Protocole KAPA HiFi™ Library Amplification Kit


Protocole d'amplification de banque



Etape 1: Préparation
- Décongeler les amorces nécessaire à la PCR (voir Tableau 1 pour les détails) et le tube de KAPA HiFi HotStart Ready Mix (2X) à température ambiante.
- Centrifuger brièvement le KAPA HiFi HotStart Ready Mix (2X) décongelé et les tubes d'amorces 5 secondes à 600 x g.
- Décongeler et centriguger brièvement l'adaptateur ligaturé, bibliothèque ADN purifié séparé selon la taille pendant 5 secondes à 600 x g.
- Pré-programmer le thermocycleur en utilisant le protocole de cycle recommandé fourni dans le Tableau 1 pour les types spécifiques de bibliothèques Illumina.

Etape 2: Installation de la réaction
Afin de maintenir la diversité des banques optimale, il est nécessaire d'ajouter suffisamment d'adaptateur ligaturé à la banque d'ADN à chaque réaction d'enrichissement par PCR. Le nombre de cycles optimaux dépend du volume et de la concentration du matériel de banque ajouté à chaque 50 µl de réaction de PCR. Le dosage PCR peut être réalisé pour optimiser le rendement avant de procéder à l'enrichissement préparatif aux réactions de PCR/s.
Pour chaque réaction, ajouter les composés suivants en changeant de cônes après chaque étape de pipetage. Consulter le tableau 1 pour le montage réactionnel proposé pour la préparations de protocoles spécifiques de la banque.
  • 25μL de KAPA HiFi HotStart Ready Mix (2X)
  • Mélange d'amorces ou chaque amorce individuel
  • Purified adaptor-ligated library DNA
  • Ajuster à 50μL avec l'eau pour PCR
  • Sceller chaque mélange réactionnel, mélanger légèrement et centrifuger pendant 5 secondes à 600 xg

Etape 3: Protocole du cycle
Se référer au tableau 1 pour le protocole du thermocycleur spécifique au type de banque.

Etape 4: Clean up PCR
Après enrichissement par PCR After enrichment PCR, clean up each reaction using either Agencourt AMPure XP beads (Beckman Coulter Genomics part # A63881) or Qiagen MinElute PCR purification kit (Qiagen, part # 28004).

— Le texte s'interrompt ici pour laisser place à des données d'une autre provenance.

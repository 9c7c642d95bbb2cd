//! Shared state types for the dashboard UI.

mod form;
mod importance;
mod selection;
mod status;

pub use form::*;
pub use importance::*;
pub use selection::*;
pub use status::*;

use crate::inference::PredictionResult;

/// Top-level UI model consumed by the egui renderer.
#[derive(Clone, Debug)]
pub struct UiState {
    pub status: StatusBarState,
    pub selection: SelectionState,
    pub form: FormState,
    /// Result of the last explicit prediction; cleared when inputs or model change.
    pub prediction: Option<PredictionResult>,
    pub importance: ImportanceState,
}

impl Default for UiState {
    fn default() -> Self {
        Self {
            status: StatusBarState::idle(),
            selection: SelectionState::default(),
            form: FormState::default(),
            prediction: None,
            importance: ImportanceState::default(),
        }
    }
}
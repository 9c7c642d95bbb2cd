use crate::egui_app::ui::style::{self, StatusTone};
use egui::Color32;

/// Status badge + text shown in the footer.
#[derive(Clone, Debug, PartialEq)]
pub struct StatusBarState {
    pub text: String,
    pub badge_label: String,
    pub badge_color: Color32,
}

impl StatusBarState {
    /// Status shown before any model is active.
    pub fn idle() -> Self {
        Self::with_tone("Memuat model", StatusTone::Idle)
    }

    pub fn with_tone(text: impl Into<String>, tone: StatusTone) -> Self {
        Self {
            text: text.into(),
            badge_label: style::status_badge_label(tone).into(),
            badge_color: style::status_badge_color(tone),
        }
    }
}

Etape 5: Validation des banques
* Pour vérifier la taille des fragments de PCR enrichis, vérifier la distribution par taille en effectuant une électrophorèse sur gel.
* Utiliser le coffret KAPA Library Quantification approprié pour quantifier avec précision le nombre de molécules de PCR compétente. La quantification précise des banques de molécules est essentielle pour une utilisation efficace des plate-formes de séquençage Illumina. La surestimation de la concentration des banques résulte à une densité moindre des clusters suite à la bridge PCR. La sous-estimation de la concentration des banques est due à des amas trop nombreux dans l'écoulement de cellules, ce qui peut conduire à une pauvre résolution de clusters. Les deux scénarios sont dus à la capacité de séquençage optimale.
La quantification précise des banques est également importante lors de la mise en place de banques indexés pour le séquençage des multiplexés afin d'assurer une représentation équitable de chaque banque.